The smaller the church is, the more you will want to get out there and meet people, disciple [CK2] people and start new initiatives. In that process, it is easy to make ministry an idol. It’s important that you never forget that your primary ministry is your wife. If you don’t have a copy of Tim Keller’s book, The Meaning of Marriage, go order it right now! Keller preached nine sermons on marriage in the early 90s, and I highly encourage you to download those as well. You want to begin your ministry with a strong theology about marriage, and I can think of no better authority on the subject.
Find a babysitter and go on regular dates. Dating doesn’t end with marriage. If you are willing to spend a solid, undistracted hour with a person whom you are discipling, why wouldn’t you spend at least the same amount of time with your wife? Sitting next to your wife while watching TV doesn’t count as quality time.
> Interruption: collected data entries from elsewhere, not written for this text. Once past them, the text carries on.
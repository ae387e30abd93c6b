//! Directory source: every regular file below a directory, decoded with one
//! format and merged into a single tree.
//!
//! Entries are visited sorted by file name, depth first, so files later in
//! that order win on colliding keys. Sub-directories are only entered when
//! the source is recursive.

use std::path::{Path, PathBuf};
use std::sync::Arc;

use tracing::debug;
use walkdir::WalkDir;

use crate::decoder::DecoderFactory;
use crate::error::{ConfigError, Result};
use crate::partial::Partial;
use crate::types::kind;
use crate::value::Value;

use super::factory::{Args, Description, SourceContext, SourceStrategy};
use super::file::load_file;
use super::{Source, SourceTree};

pub struct DirSource {
    path: PathBuf,
    tree: SourceTree,
}

impl DirSource {
    pub fn new(
        path: impl Into<PathBuf>,
        format: &str,
        recursive: bool,
        decoders: &DecoderFactory,
        separator: &str,
    ) -> Result<Self> {
        let path = path.into();
        let partial = load_dir(&path, format, recursive, decoders)?;
        Ok(Self {
            tree: SourceTree::new(partial, separator),
            path,
        })
    }

    pub fn path(&self) -> &Path {
        &self.path
    }
}

impl Source for DirSource {
    fn tree(&self) -> &SourceTree {
        &self.tree
    }
}

fn load_dir(
    root: &Path,
    format: &str,
    recursive: bool,
    decoders: &DecoderFactory,
) -> Result<Partial> {
    let mut walker = WalkDir::new(root).min_depth(1).sort_by_file_name();
    if !recursive {
        walker = walker.max_depth(1);
    }

    let mut merged = Partial::new();
    let mut count = 0usize;
    for entry in walker {
        let entry = entry.map_err(|e| {
            let path = e.path().unwrap_or(root).to_path_buf();
            ConfigError::io(path, e.into())
        })?;
        if !entry.file_type().is_file() {
            continue;
        }
        merged.merge(load_file(entry.path(), format, decoders)?);
        count += 1;
    }

    debug!(path = %root.display(), files = count, recursive, "loaded directory");
    Ok(merged)
}

/// `dir`: positional `[path, format?, recursive?]`; description fields
/// `path`, `format`, `recursive` (default `false`).
pub struct DirStrategy {
    context: Arc<SourceContext>,
}

impl DirStrategy {
    pub fn new(context: Arc<SourceContext>) -> Self {
        Self { context }
    }

    fn build(&self, path: String, format: String, recursive: bool) -> Result<Arc<dyn Source>> {
        let source = DirSource::new(
            path,
            &format,
            recursive,
            &self.context.decoders,
            &self.context.separator,
        )?;
        Ok(Arc::new(source))
    }
}

impl SourceStrategy for DirStrategy {
    fn accepts(&self, name: &str) -> bool {
        name == kind::DIR
    }

    fn create(&self, args: &[Value]) -> Result<Arc<dyn Source>> {
        let args = Args::new(kind::DIR, args);
        self.build(
            args.string(0, "path")?,
            args.string_or(1, "format", &self.context.file_format)?,
            args.bool_or(2, "recursive", false)?,
        )
    }

    fn create_from_config(&self, config: &Partial) -> Result<Arc<dyn Source>> {
        let desc = Description::new(kind::DIR, config);
        self.build(
            desc.string("path")?,
            desc.string_or("format", &self.context.file_format)?,
            desc.bool_or("recursive", false)?,
        )
    }
}

#[cfg(test)]
mod tests {
    use super::*;
    use std::fs;
    use tempfile::TempDir;

    fn layout() -> TempDir {
        let dir = TempDir::new().unwrap();
        fs::write(dir.path().join("a.yaml"), "db:\n  host: a\n  port: 1\n").unwrap();
        fs::write(dir.path().join("b.yaml"), "db:\n  port: 2\nname: svc\n").unwrap();
        fs::create_dir(dir.path().join("nested")).unwrap();
        fs::write(dir.path().join("nested").join("c.yaml"), "deep: true\n").unwrap();
        dir
    }

    #[test]
    fn non_recursive_skips_subdirectories() {
        let dir = layout();
        let decoders = DecoderFactory::with_defaults();
        let source = DirSource::new(dir.path(), "yaml", false, &decoders, ".").unwrap();
        assert!(source.has("name"));
        assert!(!source.has("deep"));
    }

    #[test]
    fn recursive_descends() {
        let dir = layout();
        let decoders = DecoderFactory::with_defaults();
        let source = DirSource::new(dir.path(), "yaml", true, &decoders, ".").unwrap();
        assert_eq!(source.get("deep").unwrap(), Value::Bool(true));
    }

    #[test]
    fn files_merge_in_name_order() {
        let dir = layout();
        let decoders = DecoderFactory::with_defaults();
        let source = DirSource::new(dir.path(), "yaml", false, &decoders, ".").unwrap();
        assert_eq!(source.get("db.host").unwrap(), Value::from("a"));
        assert_eq!(source.get("db.port").unwrap(), Value::Int(2));
    }

    #[test]
    fn empty_directory_is_empty_tree() {
        let dir = TempDir::new().unwrap();
        let decoders = DecoderFactory::with_defaults();
        let source = DirSource::new(dir.path(), "yaml", true, &decoders, ".").unwrap();
        assert!(source.partial().is_empty());
    }

    #[test]
    fn missing_directory_is_io_error() {
        let dir = TempDir::new().unwrap();
        let decoders = DecoderFactory::with_defaults();
        let result = DirSource::new(dir.path().join("gone"), "yaml", false, &decoders, ".");
        assert!(matches!(result, Err(ConfigError::Io { .. })));
    }

    #[test]
    fn undecodable_file_aborts_load() {
        let dir = layout();
        fs::write(dir.path().join("z.yaml"), "key: [unclosed\n").unwrap();
        let decoders = DecoderFactory::with_defaults();
        let result = DirSource::new(dir.path(), "yaml", false, &decoders, ".");
        assert!(matches!(result, Err(ConfigError::Decode { .. })));
    }
}
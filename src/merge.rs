use std::collections::BTreeMap;

use crate::partial::Partial;
use crate::value::Value;

impl Partial {
    /// Deep-merge `overlay` into `self`.
    ///
    /// Keys only in `overlay` are copied over. When both sides hold a tree for
    /// the same key the merge recurses; otherwise `overlay`'s value wins.
    pub fn merge(&mut self, overlay: Partial) {
        deep_merge(self.entries_mut(), overlay.into_entries());
    }
}

fn deep_merge(base: &mut BTreeMap<String, Value>, overlay: BTreeMap<String, Value>) {
    for (key, overlay_val) in overlay {
        match (base.remove(&key), overlay_val) {
            (Some(Value::Partial(mut base_tree)), Value::Partial(overlay_tree)) => {
                deep_merge(base_tree.entries_mut(), overlay_tree.into_entries());
                base.insert(key, Value::Partial(base_tree));
            }
            (_, overlay_val) => {
                base.insert(key, overlay_val);
            }
        }
    }
}

#[cfg(test)]
mod tests {
    use crate::partial::{ConfigRead, Partial};
    use crate::value::Value;

    fn tree(json: &str) -> Partial {
        serde_json::from_str(json).unwrap()
    }

    fn merged(base: &str, overlay: &str) -> Partial {
        let mut base = tree(base);
        base.merge(tree(overlay));
        base
    }

    #[test]
    fn disjoint_keys_merge() {
        let m = merged(r#"{"host": "localhost"}"#, r#"{"port": 3000}"#);
        assert_eq!(m.string("host").unwrap(), "localhost");
        assert_eq!(m.int("port").unwrap(), 3000);
    }

    #[test]
    fn same_scalar_key_overlay_wins() {
        let m = merged(r#"{"port": 8080}"#, r#"{"port": 3000}"#);
        assert_eq!(m.int("port").unwrap(), 3000);
    }

    #[test]
    fn nested_trees_recurse() {
        let m = merged(
            r#"{"database": {"url": "postgres://old", "pool_size": 5}}"#,
            r#"{"database": {"pool_size": 20}}"#,
        );
        assert_eq!(m.string("database.url").unwrap(), "postgres://old");
        assert_eq!(m.int("database.pool_size").unwrap(), 20);
    }

    #[test]
    fn overlay_scalar_replaces_tree() {
        let m = merged(r#"{"database": {"url": "x"}}"#, r#"{"database": "flat"}"#);
        assert_eq!(m.string("database").unwrap(), "flat");
    }

    #[test]
    fn overlay_tree_replaces_scalar() {
        let m = merged(r#"{"database": "flat"}"#, r#"{"database": {"url": "x"}}"#);
        assert_eq!(m.string("database.url").unwrap(), "x");
    }

    #[test]
    fn lists_are_replaced_not_concatenated() {
        let m = merged(r#"{"tags": ["a", "b"]}"#, r#"{"tags": ["c"]}"#);
        assert_eq!(m.list("tags").unwrap(), vec![Value::from("c")]);
    }

    #[test]
    fn empty_overlay_returns_base() {
        let base = tree(r#"{"port": 8080}"#);
        let mut m = base.clone();
        m.merge(Partial::new());
        assert_eq!(m, base);
    }

    #[test]
    fn empty_base_returns_overlay() {
        let overlay = tree(r#"{"port": 3000}"#);
        let mut m = Partial::new();
        m.merge(overlay.clone());
        assert_eq!(m, overlay);
    }

    #[test]
    fn deeply_nested_three_levels() {
        let m = merged(
            r#"{"a": {"b": {"c": {"val": 1, "other": "keep"}}}}"#,
            r#"{"a": {"b": {"c": {"val": 99}}}}"#,
        );
        assert_eq!(m.int("a.b.c.val").unwrap(), 99);
        assert_eq!(m.string("a.b.c.other").unwrap(), "keep");
    }

    #[test]
    fn multiple_sequential_merges() {
        let mut m = tree(r#"{"host": "a"}"#);
        m.merge(tree(r#"{"port": 1000}"#));
        m.merge(tree(r#"{"host": "c"}"#));
        assert_eq!(m.string("host").unwrap(), "c");
        assert_eq!(m.int("port").unwrap(), 1000);
    }
}
//! Byte stream to [`Partial`] decoding.
//!
//! A [`DecoderFactory`] holds an ordered list of [`DecoderStrategy`]s. Asking
//! it for a decoder scans the list in registration order and hands the
//! stream to the first strategy that accepts the format name.

use std::io::Read;

use crate::error::{ConfigError, Result};
use crate::partial::Partial;
use crate::types::Format;

/// A one-shot decoder owning its input stream.
///
/// `close` releases the stream. Closing twice is a no-op. Dropping the
/// decoder closes it as well.
pub trait Decoder: Send {
    fn decode(&mut self) -> Result<Partial>;

    fn close(&mut self);
}

/// Builds decoders for the format names it accepts.
pub trait DecoderStrategy: Send + Sync {
    fn accepts(&self, format: &str) -> bool;

    fn create(&self, reader: Box<dyn Read + Send>) -> Result<Box<dyn Decoder>>;
}

/// Decoder for one of the built-in [`Format`]s.
pub struct StreamDecoder {
    format: Format,
    reader: Option<Box<dyn Read + Send>>,
}

impl StreamDecoder {
    pub fn new(format: Format, reader: Box<dyn Read + Send>) -> Self {
        Self {
            format,
            reader: Some(reader),
        }
    }

    pub fn is_closed(&self) -> bool {
        self.reader.is_none()
    }
}

impl Decoder for StreamDecoder {
    fn decode(&mut self) -> Result<Partial> {
        let reader = self.reader.as_mut().ok_or(ConfigError::DecoderClosed)?;
        let mut bytes = Vec::new();
        reader
            .read_to_end(&mut bytes)
            .map_err(|e| ConfigError::decode(self.format.name(), e))?;
        self.format.parse(&bytes)
    }

    fn close(&mut self) {
        self.reader = None;
    }
}

/// Strategy accepting the names of a single built-in [`Format`].
pub struct FormatStrategy(pub Format);

impl DecoderStrategy for FormatStrategy {
    fn accepts(&self, format: &str) -> bool {
        self.0.matches(format)
    }

    fn create(&self, reader: Box<dyn Read + Send>) -> Result<Box<dyn Decoder>> {
        Ok(Box::new(StreamDecoder::new(self.0, reader)))
    }
}

#[derive(Default)]
pub struct DecoderFactory {
    strategies: Vec<Box<dyn DecoderStrategy>>,
}

impl DecoderFactory {
    /// A factory with no strategies registered.
    pub fn new() -> Self {
        Self::default()
    }

    /// A factory with the YAML, JSON and TOML strategies, in that order.
    pub fn with_defaults() -> Self {
        let mut factory = Self::new();
        factory.register_defaults();
        factory
    }

    /// Append the built-in format strategies after whatever is registered.
    pub fn register_defaults(&mut self) {
        for format in Format::ALL {
            self.register(FormatStrategy(format));
        }
    }

    pub fn register(&mut self, strategy: impl DecoderStrategy + 'static) {
        self.strategies.push(Box::new(strategy));
    }

    pub fn create(&self, format: &str, reader: Box<dyn Read + Send>) -> Result<Box<dyn Decoder>> {
        self.strategies
            .iter()
            .find(|s| s.accepts(format))
            .ok_or_else(|| ConfigError::InvalidDecoderFormat(format.to_string()))?
            .create(reader)
    }

    /// Decode a whole stream and release it, whatever the outcome.
    pub fn decode(&self, format: &str, reader: Box<dyn Read + Send>) -> Result<Partial> {
        let mut decoder = self.create(format, reader)?;
        let result = decoder.decode();
        decoder.close();
        result
    }
}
Second, teach your kids the Word of God. At our church, we don’t have enough resources to have a separate kid’s class on Sundays, so we pay for a babysitter for the toddlers. Kindergarteners and older are invited into the adult service, and they sit with their parents. I provide questions and activities for the kids based on the message. The questions and activities are designed to encourage spiritual dialogue between parents and their kids. It’s not enough to keep our kids fed, put a roof over their heads and drive them to soccer practice. It is our spiritual responsibility as parents to raise our kids in the Word.
Lastly, if your wife or your kids are suffering because you are a pastor and they can’t handle it, be prepared to walk away from the church. Remember, your first priority is them. You can always minister later or in a different capacity.